_Records_.
# # #

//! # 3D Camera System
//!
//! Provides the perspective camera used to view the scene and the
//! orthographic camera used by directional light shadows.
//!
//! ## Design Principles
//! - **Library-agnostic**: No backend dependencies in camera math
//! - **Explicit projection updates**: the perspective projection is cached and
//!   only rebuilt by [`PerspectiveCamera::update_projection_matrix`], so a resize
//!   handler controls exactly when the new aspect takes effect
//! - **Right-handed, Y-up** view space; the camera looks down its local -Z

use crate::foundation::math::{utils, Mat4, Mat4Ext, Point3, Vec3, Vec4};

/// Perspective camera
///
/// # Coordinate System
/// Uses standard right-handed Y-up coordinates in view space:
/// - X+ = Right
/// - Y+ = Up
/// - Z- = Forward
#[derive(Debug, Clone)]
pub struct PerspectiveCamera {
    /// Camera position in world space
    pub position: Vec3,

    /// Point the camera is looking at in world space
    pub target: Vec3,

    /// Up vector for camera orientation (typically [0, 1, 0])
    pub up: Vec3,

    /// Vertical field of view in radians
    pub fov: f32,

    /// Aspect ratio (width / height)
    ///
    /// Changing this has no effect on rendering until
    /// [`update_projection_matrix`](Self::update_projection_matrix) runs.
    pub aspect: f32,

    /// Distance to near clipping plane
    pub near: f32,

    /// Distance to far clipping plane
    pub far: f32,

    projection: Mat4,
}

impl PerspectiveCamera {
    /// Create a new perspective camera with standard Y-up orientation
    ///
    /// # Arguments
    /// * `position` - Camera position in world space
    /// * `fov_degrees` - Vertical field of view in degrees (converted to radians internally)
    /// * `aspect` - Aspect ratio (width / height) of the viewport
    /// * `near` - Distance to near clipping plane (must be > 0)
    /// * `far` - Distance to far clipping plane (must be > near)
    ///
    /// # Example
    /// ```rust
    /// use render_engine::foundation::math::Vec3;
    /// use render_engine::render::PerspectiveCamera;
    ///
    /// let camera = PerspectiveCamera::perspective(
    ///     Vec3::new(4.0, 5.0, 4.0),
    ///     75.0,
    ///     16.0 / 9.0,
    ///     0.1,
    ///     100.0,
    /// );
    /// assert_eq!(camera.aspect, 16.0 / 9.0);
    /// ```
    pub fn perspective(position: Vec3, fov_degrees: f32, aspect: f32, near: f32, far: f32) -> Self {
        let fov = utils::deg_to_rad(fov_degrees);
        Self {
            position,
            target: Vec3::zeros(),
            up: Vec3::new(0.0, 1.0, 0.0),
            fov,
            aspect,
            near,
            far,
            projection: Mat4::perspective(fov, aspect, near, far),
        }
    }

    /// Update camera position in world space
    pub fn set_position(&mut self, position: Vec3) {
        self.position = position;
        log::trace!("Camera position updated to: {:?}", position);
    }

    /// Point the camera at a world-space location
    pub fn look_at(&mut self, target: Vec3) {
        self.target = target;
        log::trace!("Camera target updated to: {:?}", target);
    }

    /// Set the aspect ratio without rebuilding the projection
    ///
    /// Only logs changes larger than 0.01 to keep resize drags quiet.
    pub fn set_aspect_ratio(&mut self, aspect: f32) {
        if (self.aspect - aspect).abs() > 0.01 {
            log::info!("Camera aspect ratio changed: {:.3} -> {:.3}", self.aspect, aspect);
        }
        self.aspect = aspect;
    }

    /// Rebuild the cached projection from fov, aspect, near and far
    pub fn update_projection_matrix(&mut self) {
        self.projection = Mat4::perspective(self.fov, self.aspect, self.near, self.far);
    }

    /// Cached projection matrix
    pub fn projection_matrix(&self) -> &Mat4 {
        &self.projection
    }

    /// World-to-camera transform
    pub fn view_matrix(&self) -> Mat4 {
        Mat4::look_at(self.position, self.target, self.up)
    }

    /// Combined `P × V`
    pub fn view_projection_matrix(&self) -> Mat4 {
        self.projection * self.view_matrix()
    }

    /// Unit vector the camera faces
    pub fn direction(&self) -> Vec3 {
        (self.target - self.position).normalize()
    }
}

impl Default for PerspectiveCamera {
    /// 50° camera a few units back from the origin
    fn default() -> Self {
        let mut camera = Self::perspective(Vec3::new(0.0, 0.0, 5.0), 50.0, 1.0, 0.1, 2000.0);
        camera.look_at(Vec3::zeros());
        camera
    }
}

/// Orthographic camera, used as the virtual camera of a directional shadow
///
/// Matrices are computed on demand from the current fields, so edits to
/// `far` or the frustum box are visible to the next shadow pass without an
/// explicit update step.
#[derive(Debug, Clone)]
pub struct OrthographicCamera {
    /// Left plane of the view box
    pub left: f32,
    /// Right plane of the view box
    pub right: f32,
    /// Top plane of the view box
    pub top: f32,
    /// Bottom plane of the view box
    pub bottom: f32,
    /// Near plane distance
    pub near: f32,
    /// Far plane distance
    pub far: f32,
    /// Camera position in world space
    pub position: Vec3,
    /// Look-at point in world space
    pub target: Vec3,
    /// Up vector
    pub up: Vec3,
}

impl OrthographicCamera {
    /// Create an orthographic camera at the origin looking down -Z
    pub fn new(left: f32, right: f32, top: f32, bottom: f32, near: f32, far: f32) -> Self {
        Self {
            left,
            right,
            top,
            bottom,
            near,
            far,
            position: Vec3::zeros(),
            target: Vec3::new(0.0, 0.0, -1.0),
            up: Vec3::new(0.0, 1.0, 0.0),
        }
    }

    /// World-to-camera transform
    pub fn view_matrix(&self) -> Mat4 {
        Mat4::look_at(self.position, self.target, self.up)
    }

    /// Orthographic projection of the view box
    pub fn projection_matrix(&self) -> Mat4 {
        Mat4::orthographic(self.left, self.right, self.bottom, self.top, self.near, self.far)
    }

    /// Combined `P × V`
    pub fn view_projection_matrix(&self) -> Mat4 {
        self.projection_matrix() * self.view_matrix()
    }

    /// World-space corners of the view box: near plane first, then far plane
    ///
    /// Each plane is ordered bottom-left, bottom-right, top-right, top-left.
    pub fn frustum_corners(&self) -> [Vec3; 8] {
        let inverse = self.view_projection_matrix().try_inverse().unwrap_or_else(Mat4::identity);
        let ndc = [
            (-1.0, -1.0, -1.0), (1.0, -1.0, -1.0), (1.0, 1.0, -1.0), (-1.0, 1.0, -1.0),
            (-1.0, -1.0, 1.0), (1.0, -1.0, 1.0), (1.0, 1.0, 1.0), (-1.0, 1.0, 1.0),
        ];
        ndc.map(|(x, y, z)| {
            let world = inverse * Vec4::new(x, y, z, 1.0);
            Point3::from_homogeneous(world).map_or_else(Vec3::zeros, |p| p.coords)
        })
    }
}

# # #

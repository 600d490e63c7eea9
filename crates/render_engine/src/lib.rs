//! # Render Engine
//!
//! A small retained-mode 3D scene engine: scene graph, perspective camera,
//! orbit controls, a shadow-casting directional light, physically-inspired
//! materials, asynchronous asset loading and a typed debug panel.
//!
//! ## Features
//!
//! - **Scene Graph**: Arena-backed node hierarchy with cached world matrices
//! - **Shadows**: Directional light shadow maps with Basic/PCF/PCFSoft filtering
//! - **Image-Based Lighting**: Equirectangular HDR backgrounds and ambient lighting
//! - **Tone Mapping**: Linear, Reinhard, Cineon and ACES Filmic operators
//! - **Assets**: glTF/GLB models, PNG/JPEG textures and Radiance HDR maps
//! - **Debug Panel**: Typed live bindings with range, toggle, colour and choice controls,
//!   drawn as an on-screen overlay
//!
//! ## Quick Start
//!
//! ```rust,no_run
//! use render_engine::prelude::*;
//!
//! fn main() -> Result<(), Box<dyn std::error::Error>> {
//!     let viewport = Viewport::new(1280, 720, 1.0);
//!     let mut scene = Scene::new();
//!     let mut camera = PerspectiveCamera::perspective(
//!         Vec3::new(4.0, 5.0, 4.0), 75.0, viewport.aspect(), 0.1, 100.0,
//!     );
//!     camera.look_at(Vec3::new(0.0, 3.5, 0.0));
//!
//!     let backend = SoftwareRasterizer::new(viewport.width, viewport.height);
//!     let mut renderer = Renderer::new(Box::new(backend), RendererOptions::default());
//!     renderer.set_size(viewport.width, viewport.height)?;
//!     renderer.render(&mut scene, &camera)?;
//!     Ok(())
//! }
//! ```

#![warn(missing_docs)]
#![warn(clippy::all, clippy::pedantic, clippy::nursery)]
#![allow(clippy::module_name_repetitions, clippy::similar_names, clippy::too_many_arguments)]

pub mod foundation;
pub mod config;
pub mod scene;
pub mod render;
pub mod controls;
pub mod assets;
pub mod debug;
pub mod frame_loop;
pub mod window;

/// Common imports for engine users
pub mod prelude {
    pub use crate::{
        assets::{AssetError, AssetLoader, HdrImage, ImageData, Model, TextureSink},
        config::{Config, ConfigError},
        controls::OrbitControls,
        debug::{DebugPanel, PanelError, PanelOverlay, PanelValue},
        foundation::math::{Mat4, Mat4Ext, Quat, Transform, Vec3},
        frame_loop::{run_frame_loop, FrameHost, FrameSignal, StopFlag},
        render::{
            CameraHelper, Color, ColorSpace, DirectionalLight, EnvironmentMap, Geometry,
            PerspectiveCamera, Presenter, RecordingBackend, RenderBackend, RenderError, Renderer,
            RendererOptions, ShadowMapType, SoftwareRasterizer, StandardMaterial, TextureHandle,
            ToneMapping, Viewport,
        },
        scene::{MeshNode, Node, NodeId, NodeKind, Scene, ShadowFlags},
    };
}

# # #

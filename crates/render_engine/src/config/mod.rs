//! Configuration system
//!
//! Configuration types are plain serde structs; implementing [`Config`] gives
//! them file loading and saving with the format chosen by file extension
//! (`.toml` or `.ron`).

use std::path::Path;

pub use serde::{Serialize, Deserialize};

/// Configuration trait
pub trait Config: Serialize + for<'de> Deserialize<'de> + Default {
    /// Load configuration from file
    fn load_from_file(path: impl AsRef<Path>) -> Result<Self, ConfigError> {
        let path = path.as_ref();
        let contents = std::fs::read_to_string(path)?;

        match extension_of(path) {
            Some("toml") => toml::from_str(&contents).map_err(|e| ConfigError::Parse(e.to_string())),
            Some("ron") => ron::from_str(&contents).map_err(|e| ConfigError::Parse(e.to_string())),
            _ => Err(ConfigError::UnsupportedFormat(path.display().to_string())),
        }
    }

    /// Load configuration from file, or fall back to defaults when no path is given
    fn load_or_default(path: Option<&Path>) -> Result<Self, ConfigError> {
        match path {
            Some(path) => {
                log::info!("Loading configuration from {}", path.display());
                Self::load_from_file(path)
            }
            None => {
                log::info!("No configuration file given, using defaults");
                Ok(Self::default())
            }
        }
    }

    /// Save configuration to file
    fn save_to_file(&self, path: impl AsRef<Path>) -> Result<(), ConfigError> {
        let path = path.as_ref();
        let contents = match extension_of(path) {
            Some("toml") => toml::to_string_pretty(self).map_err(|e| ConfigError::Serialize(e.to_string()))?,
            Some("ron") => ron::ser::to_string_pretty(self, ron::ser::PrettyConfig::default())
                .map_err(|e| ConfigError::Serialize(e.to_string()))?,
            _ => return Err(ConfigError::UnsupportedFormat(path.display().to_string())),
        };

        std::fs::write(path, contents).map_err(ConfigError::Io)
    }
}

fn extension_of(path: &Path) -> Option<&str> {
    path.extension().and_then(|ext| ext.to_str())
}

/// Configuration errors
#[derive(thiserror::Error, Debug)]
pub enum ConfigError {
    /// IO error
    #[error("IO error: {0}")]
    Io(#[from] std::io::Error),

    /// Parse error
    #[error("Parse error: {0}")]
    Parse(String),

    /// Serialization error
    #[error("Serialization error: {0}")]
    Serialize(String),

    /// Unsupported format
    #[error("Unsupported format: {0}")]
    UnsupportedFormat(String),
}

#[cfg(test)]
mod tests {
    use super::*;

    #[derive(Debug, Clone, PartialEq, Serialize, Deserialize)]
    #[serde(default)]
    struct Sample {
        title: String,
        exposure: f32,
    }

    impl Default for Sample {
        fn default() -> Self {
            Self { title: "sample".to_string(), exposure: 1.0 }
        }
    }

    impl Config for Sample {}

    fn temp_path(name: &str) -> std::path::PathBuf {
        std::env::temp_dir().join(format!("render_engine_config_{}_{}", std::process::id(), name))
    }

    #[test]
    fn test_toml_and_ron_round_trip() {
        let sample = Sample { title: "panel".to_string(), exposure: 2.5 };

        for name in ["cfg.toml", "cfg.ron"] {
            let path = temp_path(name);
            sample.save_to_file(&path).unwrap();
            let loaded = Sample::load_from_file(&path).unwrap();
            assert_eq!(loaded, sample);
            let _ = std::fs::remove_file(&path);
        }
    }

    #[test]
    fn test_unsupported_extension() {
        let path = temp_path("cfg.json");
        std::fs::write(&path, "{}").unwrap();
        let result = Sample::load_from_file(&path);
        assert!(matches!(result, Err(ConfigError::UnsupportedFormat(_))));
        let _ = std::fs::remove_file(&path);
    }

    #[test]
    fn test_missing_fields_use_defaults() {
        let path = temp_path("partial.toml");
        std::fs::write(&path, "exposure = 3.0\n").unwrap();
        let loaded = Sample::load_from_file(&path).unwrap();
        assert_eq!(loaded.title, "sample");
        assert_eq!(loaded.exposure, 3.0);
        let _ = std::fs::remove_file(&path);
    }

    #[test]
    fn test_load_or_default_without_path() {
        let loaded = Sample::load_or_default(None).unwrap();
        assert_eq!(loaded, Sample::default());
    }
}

# # #

_Directions for this task_. Each line holding "width" should be copied from the material above.

_Response to the task_.
    /// Aspect ratio (width / height)
    /// * `aspect` - Aspect ratio (width / height) of the viewport
//!     let backend = SoftwareRasterizer::new(viewport.width, viewport.height);
//!     renderer.set_size(viewport.width, viewport.height)?;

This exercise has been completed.